Tea is more than just a tasty beverage–it can do wonders for cleaning wood floors! This goes for both hard wood and laminate flooring. Just buy the cheapest black tea you can find, brew it up, clean the floors, buff the floor with a dry cloth, and you’re done. Here are the 5 benefits of cleaning your wood floors with black tea:
IT’S EASY: Simply brew 3 tea bags with four cups or so of boiling water. Let it sit to cool a bit, then use a funnel to transfer it to a spray bottle. It’s ready to use. Spray it on your floor enough to see a sheen of wetness, but don’t overdo it; too much moisture takes too long to dry and can warp your wood through time. After you spray it, wipe or mop to remove dirt. I use wash cloths that I attach to a Swiffer sweeper. Or I get on my hands-and-knees and clean the floors old-school. Rinsing isn’t required.

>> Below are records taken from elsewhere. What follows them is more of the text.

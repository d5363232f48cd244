/// Member model and repository operations
///
/// # Schema
///
/// ```sql
/// CREATE TABLE members (
///     member_id INTEGER PRIMARY KEY AUTOINCREMENT,
///     name TEXT NOT NULL UNIQUE
/// );
/// ```

use serde::{Deserialize, Serialize};
use serde_json::{Map, Value};
use tracing::{debug, info};

use super::error::{is_foreign_key_violation, is_unique_violation, RepoError, RepoResult};
use super::fields::{FieldKind, FieldSet, FieldSpec};
use super::search_term;
use crate::db::pool::DbPool;

const COLUMNS: &str = "member_id, name";

/// A household participant who can be assigned chores
#[derive(Debug, Clone, PartialEq, Eq, Serialize, Deserialize, sqlx::FromRow)]
pub struct Member {
    pub member_id: i64,

    /// Display name, unique across members
    pub name: String,
}

/// Input for creating a member
#[derive(Debug, Clone, PartialEq, Eq)]
pub struct CreateMember {
    pub name: String,
}

/// Filter for [`Member::list`]
#[derive(Debug, Clone, Default)]
pub struct MemberFilter {
    /// Case-insensitive substring of the name
    pub search: Option<String>,
}

impl MemberFilter {
    pub fn search(term: impl Into<String>) -> Self {
        Self {
            search: Some(term.into()),
        }
    }
}

impl CreateMember {
    /// Validates a request body into a create input
    pub fn from_fields(input: &Map<String, Value>) -> RepoResult<Self> {
        let fields = FieldSet::parse(Member::FIELDS, input)?;
        fields.require(&["name"])?;

        Ok(Self {
            name: fields.text("name").unwrap_or_default().to_string(),
        })
    }
}

impl Member {
    /// Writable fields
    pub const FIELDS: &'static [FieldSpec] = &[FieldSpec::new("name", "name", FieldKind::Text)];

    /// Lists members ordered by id
    pub async fn list(pool: &DbPool, filter: &MemberFilter) -> RepoResult<Vec<Self>> {
        let members = match search_term(filter.search.as_deref()) {
            Some(pattern) => {
                sqlx::query_as::<_, Member>(
                    "SELECT member_id, name FROM members WHERE LOWER(name) LIKE ? ESCAPE '\\' ORDER BY member_id",
                )
                .bind(pattern)
                .fetch_all(pool)
                .await?
            }
            None => {
                sqlx::query_as::<_, Member>("SELECT member_id, name FROM members ORDER BY member_id")
                    .fetch_all(pool)
                    .await?
            }
        };

        Ok(members)
    }

    pub async fn find_by_id(pool: &DbPool, id: i64) -> Result<Option<Self>, sqlx::Error> {
        sqlx::query_as::<_, Member>("SELECT member_id, name FROM members WHERE member_id = ?")
            .bind(id)
            .fetch_optional(pool)
            .await
    }

    /// Fetches a member or fails with `NotFound`
    pub async fn get(pool: &DbPool, id: i64) -> RepoResult<Self> {
        Self::find_by_id(pool, id)
            .await?
            .ok_or_else(|| RepoError::NotFound("member not found".to_string()))
    }

    /// Inserts a member
    ///
    /// A name that already exists fails with `Duplicate`; the unique index
    /// decides, so concurrent creates cannot both win.
    pub async fn create(pool: &DbPool, data: CreateMember) -> RepoResult<Self> {
        let name = data.name.trim();
        if name.is_empty() {
            return Err(RepoError::Validation("name required".to_string()));
        }

        let member = sqlx::query_as::<_, Member>(
            "INSERT INTO members (name) VALUES (?) RETURNING member_id, name",
        )
        .bind(name)
        .fetch_one(pool)
        .await
        .map_err(|e| {
            if is_unique_violation(&e) {
                RepoError::Duplicate("member already exists".to_string())
            } else {
                RepoError::Database(e)
            }
        })?;

        info!(member_id = member.member_id, "Member created");
        Ok(member)
    }

    /// Applies the supplied subset of `input` to a member
    pub async fn update(pool: &DbPool, id: i64, input: &Map<String, Value>) -> RepoResult<Self> {
        let fields = FieldSet::parse(Self::FIELDS, input)?;
        if fields.is_empty() {
            debug!(member_id = id, "Empty member update");
            return Self::get(pool, id).await;
        }

        let mut query = fields.into_update_query("members", "member_id", id, COLUMNS);
        let updated = query
            .build_query_as::<Member>()
            .fetch_optional(pool)
            .await
            .map_err(|e| {
                if is_unique_violation(&e) {
                    RepoError::Duplicate("member already exists".to_string())
                } else {
                    RepoError::Database(e)
                }
            })?
            .ok_or_else(|| RepoError::NotFound("member not found".to_string()))?;

        info!(member_id = id, "Member updated");
        Ok(updated)
    }

    /// Deletes a member
    ///
    /// Fails with `Conflict` while assignments still reference the member.
    pub async fn delete(pool: &DbPool, id: i64) -> RepoResult<()> {
        let result = sqlx::query("DELETE FROM members WHERE member_id = ?")
            .bind(id)
            .execute(pool)
            .await
            .map_err(|e| {
                if is_foreign_key_violation(&e) {
                    RepoError::Conflict("member has chore assignments".to_string())
                } else {
                    RepoError::Database(e)
                }
            })?;

        if result.rows_affected() == 0 {
            return Err(RepoError::NotFound("member not found".to_string()));
        }

        info!(member_id = id, "Member deleted");
        Ok(())
    }

    pub async fn count(pool: &DbPool) -> Result<i64, sqlx::Error> {
        let (count,): (i64,) = sqlx::query_as("SELECT COUNT(*) FROM members")
            .fetch_one(pool)
            .await?;

        Ok(count)
    }
}
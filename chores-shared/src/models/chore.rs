/// Chore model and repository operations
///
/// # Schema
///
/// ```sql
/// CREATE TABLE chores (
///     chore_id INTEGER PRIMARY KEY AUTOINCREMENT,
///     chore_name TEXT NOT NULL UNIQUE,
///     frequency TEXT NOT NULL
/// );
/// ```

use serde::{Deserialize, Serialize};
use serde_json::{Map, Value};
use tracing::{debug, info};

use super::error::{is_foreign_key_violation, is_unique_violation, RepoError, RepoResult};
use super::fields::{FieldKind, FieldSet, FieldSpec};
use super::search_term;
use crate::db::pool::DbPool;

const COLUMNS: &str = "chore_id, chore_name, frequency";

/// A recurring task with a free-text frequency label ("Daily", "Weekly", ...)
#[derive(Debug, Clone, PartialEq, Eq, Serialize, Deserialize, sqlx::FromRow)]
pub struct Chore {
    pub chore_id: i64,

    /// Unique across chores
    pub chore_name: String,

    pub frequency: String,
}

/// Input for creating a chore
#[derive(Debug, Clone, PartialEq, Eq)]
pub struct CreateChore {
    pub chore_name: String,
    pub frequency: String,
}

/// Filter for [`Chore::list`]
#[derive(Debug, Clone, Default)]
pub struct ChoreFilter {
    /// Case-insensitive substring of the chore name
    pub search: Option<String>,
}

impl ChoreFilter {
    pub fn search(term: impl Into<String>) -> Self {
        Self {
            search: Some(term.into()),
        }
    }
}

impl CreateChore {
    /// Validates a request body into a create input
    pub fn from_fields(input: &Map<String, Value>) -> RepoResult<Self> {
        let fields = FieldSet::parse(Chore::FIELDS, input)?;
        fields.require(&["chore_name", "frequency"])?;

        Ok(Self {
            chore_name: fields.text("chore_name").unwrap_or_default().to_string(),
            frequency: fields.text("frequency").unwrap_or_default().to_string(),
        })
    }
}

fn map_write_error(e: sqlx::Error) -> RepoError {
    if is_unique_violation(&e) {
        RepoError::Duplicate("chore already exists".to_string())
    } else {
        RepoError::Database(e)
    }
}

impl Chore {
    /// Writable fields
    pub const FIELDS: &'static [FieldSpec] = &[
        FieldSpec::new("chore_name", "chore_name", FieldKind::Text),
        FieldSpec::new("frequency", "frequency", FieldKind::Text),
    ];

    /// Lists chores ordered by id
    ///
    /// A search that matches nothing yields an empty list.
    pub async fn list(pool: &DbPool, filter: &ChoreFilter) -> RepoResult<Vec<Self>> {
        let chores = match search_term(filter.search.as_deref()) {
            Some(pattern) => {
                sqlx::query_as::<_, Chore>(
                    r#"
                    SELECT chore_id, chore_name, frequency
                    FROM chores
                    WHERE LOWER(chore_name) LIKE ? ESCAPE '\'
                    ORDER BY chore_id
                    "#,
                )
                .bind(pattern)
                .fetch_all(pool)
                .await?
            }
            None => {
                sqlx::query_as::<_, Chore>(
                    "SELECT chore_id, chore_name, frequency FROM chores ORDER BY chore_id",
                )
                .fetch_all(pool)
                .await?
            }
        };

        Ok(chores)
    }

    pub async fn find_by_id(pool: &DbPool, id: i64) -> Result<Option<Self>, sqlx::Error> {
        sqlx::query_as::<_, Chore>(
            "SELECT chore_id, chore_name, frequency FROM chores WHERE chore_id = ?",
        )
        .bind(id)
        .fetch_optional(pool)
        .await
    }

    /// Fetches a chore or fails with `NotFound`
    pub async fn get(pool: &DbPool, id: i64) -> RepoResult<Self> {
        Self::find_by_id(pool, id)
            .await?
            .ok_or_else(|| RepoError::NotFound("chore not found".to_string()))
    }

    /// Inserts a chore; a taken name fails with `Duplicate`
    pub async fn create(pool: &DbPool, data: CreateChore) -> RepoResult<Self> {
        let chore_name = data.chore_name.trim();
        let frequency = data.frequency.trim();
        if chore_name.is_empty() || frequency.is_empty() {
            return Err(RepoError::Validation(
                "chore_name and frequency required".to_string(),
            ));
        }

        let chore = sqlx::query_as::<_, Chore>(
            r#"
            INSERT INTO chores (chore_name, frequency)
            VALUES (?, ?)
            RETURNING chore_id, chore_name, frequency
            "#,
        )
        .bind(chore_name)
        .bind(frequency)
        .fetch_one(pool)
        .await
        .map_err(map_write_error)?;

        info!(chore_id = chore.chore_id, "Chore created");
        Ok(chore)
    }

    /// Applies the supplied subset of `input` to a chore
    pub async fn update(pool: &DbPool, id: i64, input: &Map<String, Value>) -> RepoResult<Self> {
        let fields = FieldSet::parse(Self::FIELDS, input)?;
        if fields.is_empty() {
            debug!(chore_id = id, "Empty chore update");
            return Self::get(pool, id).await;
        }

        let mut query = fields.into_update_query("chores", "chore_id", id, COLUMNS);
        let updated = query
            .build_query_as::<Chore>()
            .fetch_optional(pool)
            .await
            .map_err(map_write_error)?
            .ok_or_else(|| RepoError::NotFound("chore not found".to_string()))?;

        info!(chore_id = id, "Chore updated");
        Ok(updated)
    }

    /// Deletes a chore
    ///
    /// Fails with `Conflict` while assignments still reference the chore.
    pub async fn delete(pool: &DbPool, id: i64) -> RepoResult<()> {
        let result = sqlx::query("DELETE FROM chores WHERE chore_id = ?")
            .bind(id)
            .execute(pool)
            .await
            .map_err(|e| {
                if is_foreign_key_violation(&e) {
                    RepoError::Conflict("chore has assignments".to_string())
                } else {
                    RepoError::Database(e)
                }
            })?;

        if result.rows_affected() == 0 {
            return Err(RepoError::NotFound("chore not found".to_string()));
        }

        info!(chore_id = id, "Chore deleted");
        Ok(())
    }

    pub async fn count(pool: &DbPool) -> Result<i64, sqlx::Error> {
        let (count,): (i64,) = sqlx::query_as("SELECT COUNT(*) FROM chores")
            .fetch_one(pool)
            .await?;

        Ok(count)
    }
}
/// Configuration management for the API server
///
/// This module loads configuration from environment variables and provides
/// a type-safe configuration struct.
///
/// # Environment Variables
///
/// - `API_HOST`: Host to bind to (default: 0.0.0.0)
/// - `API_PORT`: Port to bind to (default: 8080)
/// - `CORS_ORIGINS`: Comma-separated allowed origins (default: `*`)
/// - `DATABASE_URL`: SQLite connection string (default: sqlite://chores.db)
/// - `DATABASE_MAX_CONNECTIONS`: Pool size (default: 10)
/// - `JWT_SECRET`: Secret key for JWT signing (required, 32+ characters)
/// - `JWT_TTL_HOURS`: Token lifetime in hours (default: 2, at most 8760)
/// - `LOG_FORMAT`: `text` or `json` (default: text)
/// - `RUST_LOG`: Log filter (read by the tracing subscriber)
///
/// # Example
///
/// ```no_run
/// use chores_api::config::Config;
///
/// # fn example() -> anyhow::Result<()> {
/// let config = Config::from_env()?;
/// println!("Server will listen on {}", config.bind_address());
/// # Ok(())
/// # }
/// ```

use anyhow::Context;
use chores_shared::auth::jwt::DEFAULT_TTL_HOURS;
use serde::{Deserialize, Serialize};
use std::env;

/// Longest accepted token lifetime (one year)
pub const MAX_TTL_HOURS: i64 = 24 * 365;

/// Server settings, grouped by concern
#[derive(Debug, Clone, Serialize, Deserialize)]
pub struct Config {
    pub api: ApiConfig,
    pub database: DatabaseConfig,
    pub jwt: JwtConfig,
    pub logging: LoggingConfig,
}

/// Listener and CORS settings
#[derive(Debug, Clone, Serialize, Deserialize)]
pub struct ApiConfig {
    pub host: String,
    pub port: u16,

    /// Allowed CORS origins; `*` allows any
    pub cors_origins: Vec<String>,
}

#[derive(Debug, Clone, Serialize, Deserialize)]
pub struct DatabaseConfig {
    /// `sqlite://…` file URL or `sqlite::memory:`
    pub url: String,
    pub max_connections: u32,
}

/// Token signing settings
#[derive(Debug, Clone, Serialize, Deserialize)]
pub struct JwtConfig {
    /// HS256 signing key, at least 32 characters; never serialized
    #[serde(skip_serializing)]
    pub secret: String,

    /// Token lifetime in hours
    pub ttl_hours: i64,
}

/// Log line format
#[derive(Debug, Clone, Copy, PartialEq, Eq, Serialize, Deserialize)]
#[serde(rename_all = "lowercase")]
pub enum LogFormat {
    Text,
    Json,
}

#[derive(Debug, Clone, Serialize, Deserialize)]
pub struct LoggingConfig {
    pub format: LogFormat,
}

impl Config {
    /// Reads the process environment, after loading `.env` if one exists
    ///
    /// Fails when `JWT_SECRET` is missing or short, or any variable does not
    /// parse.
    pub fn from_env() -> anyhow::Result<Self> {
        dotenvy::dotenv().ok();

        Self::from_lookup(|key| env::var(key).ok())
    }

    /// Builds configuration from an arbitrary variable source
    pub fn from_lookup<F>(lookup: F) -> anyhow::Result<Self>
    where
        F: Fn(&str) -> Option<String>,
    {
        let var = |key: &str, default: &str| lookup(key).unwrap_or_else(|| default.to_string());

        let api_host = var("API_HOST", "0.0.0.0");
        let api_port = var("API_PORT", "8080")
            .parse::<u16>()
            .context("API_PORT must be a port number")?;

        let cors_origins: Vec<String> = var("CORS_ORIGINS", "*")
            .split(',')
            .map(str::trim)
            .filter(|origin| !origin.is_empty())
            .map(String::from)
            .collect();

        let database_url = var("DATABASE_URL", "sqlite://chores.db");
        let max_connections = var("DATABASE_MAX_CONNECTIONS", "10")
            .parse::<u32>()
            .context("DATABASE_MAX_CONNECTIONS must be a positive integer")?;

        let jwt_secret = lookup("JWT_SECRET")
            .ok_or_else(|| anyhow::anyhow!("JWT_SECRET environment variable is required"))?;

        if jwt_secret.len() < 32 {
            anyhow::bail!("JWT_SECRET must be at least 32 characters long");
        }

        let ttl_hours = var("JWT_TTL_HOURS", &DEFAULT_TTL_HOURS.to_string())
            .parse::<i64>()
            .context("JWT_TTL_HOURS must be an integer")?;

        if !(1..=MAX_TTL_HOURS).contains(&ttl_hours) {
            anyhow::bail!(
                "JWT_TTL_HOURS must be between 1 and {}, got {}",
                MAX_TTL_HOURS,
                ttl_hours
            );
        }

        let log_format = match var("LOG_FORMAT", "text").to_ascii_lowercase().as_str() {
            "text" => LogFormat::Text,
            "json" => LogFormat::Json,
            other => anyhow::bail!("LOG_FORMAT must be text or json, got {}", other),
        };

        Ok(Self {
            api: ApiConfig {
                host: api_host,
                port: api_port,
                cors_origins,
            },
            database: DatabaseConfig {
                url: database_url,
                max_connections,
            },
            jwt: JwtConfig {
                secret: jwt_secret,
                ttl_hours,
            },
            logging: LoggingConfig { format: log_format },
        })
    }

    /// Returns the server bind address
    pub fn bind_address(&self) -> String {
        format!("{}:{}", self.api.host, self.api.port)
    }

    /// Token lifetime, clamped to `1..=MAX_TTL_HOURS` hours
    pub fn token_ttl(&self) -> chrono::Duration {
        chrono::Duration::hours(self.jwt.ttl_hours.clamp(1, MAX_TTL_HOURS))
    }
}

IT’S CHEAP: A box of cheap black generic tea can be had for a few dollars, and only three tea bags are needed to fill an empty spray bottle with the black tea cleaner. How long that will last depends upon how much floor you have to clean, of course.
IT WORKS: This is the most important benefit–it actually cleans the floors. The slight acidity of black tea (about pH 5) is enough to lift the dirt off the floor and onto your cleaning rag. Water doesn’t quite cut it, soap can be too hard to remove from the floor, and vinegar is too harsh. Which leads me to…
IT WON’T STRIP THE FINISH LIKE VINEGAR: White distilled vinegar has a pH of between 2.4 and 3.4 (apple cider vinegar has a pH of 2.8 to 3.0). These acidic levels are too harsh for a floor’s finish and as a result shouldn’t be used to clean your wood floors. Tea, however, won’t strip the finish. It is strong enough to remove the dirt, but you won’t have to refinish your floor every few years.
IT MAINTAINS THE WOOD’S PATINA: The color of the tea is enough to deepen and enhance the natural color of your wood floor. This is also good for floors that get a lot of traffic or dog nails–the tea helps disguise the lighter wood color that results from buffs and scratches.



narf77
January 21, 2013 at 2:46 am
This is the exact recipe that I have been looking for to clean our hardwood floor! I wasn’t able to find anything regarding cleaning naturally coated hardwood floors…only floorboards coated in polymers. We used beeswax and turps to polish our floorboards after we stripped them and tea promises to be the best way to clean them
. Thank you HEAPS for this post
Cindy McCracken
February 27, 2013 at 2:48 pm
Thank you! Been looking for something to clean my bamboo floor that doesn’t streak it.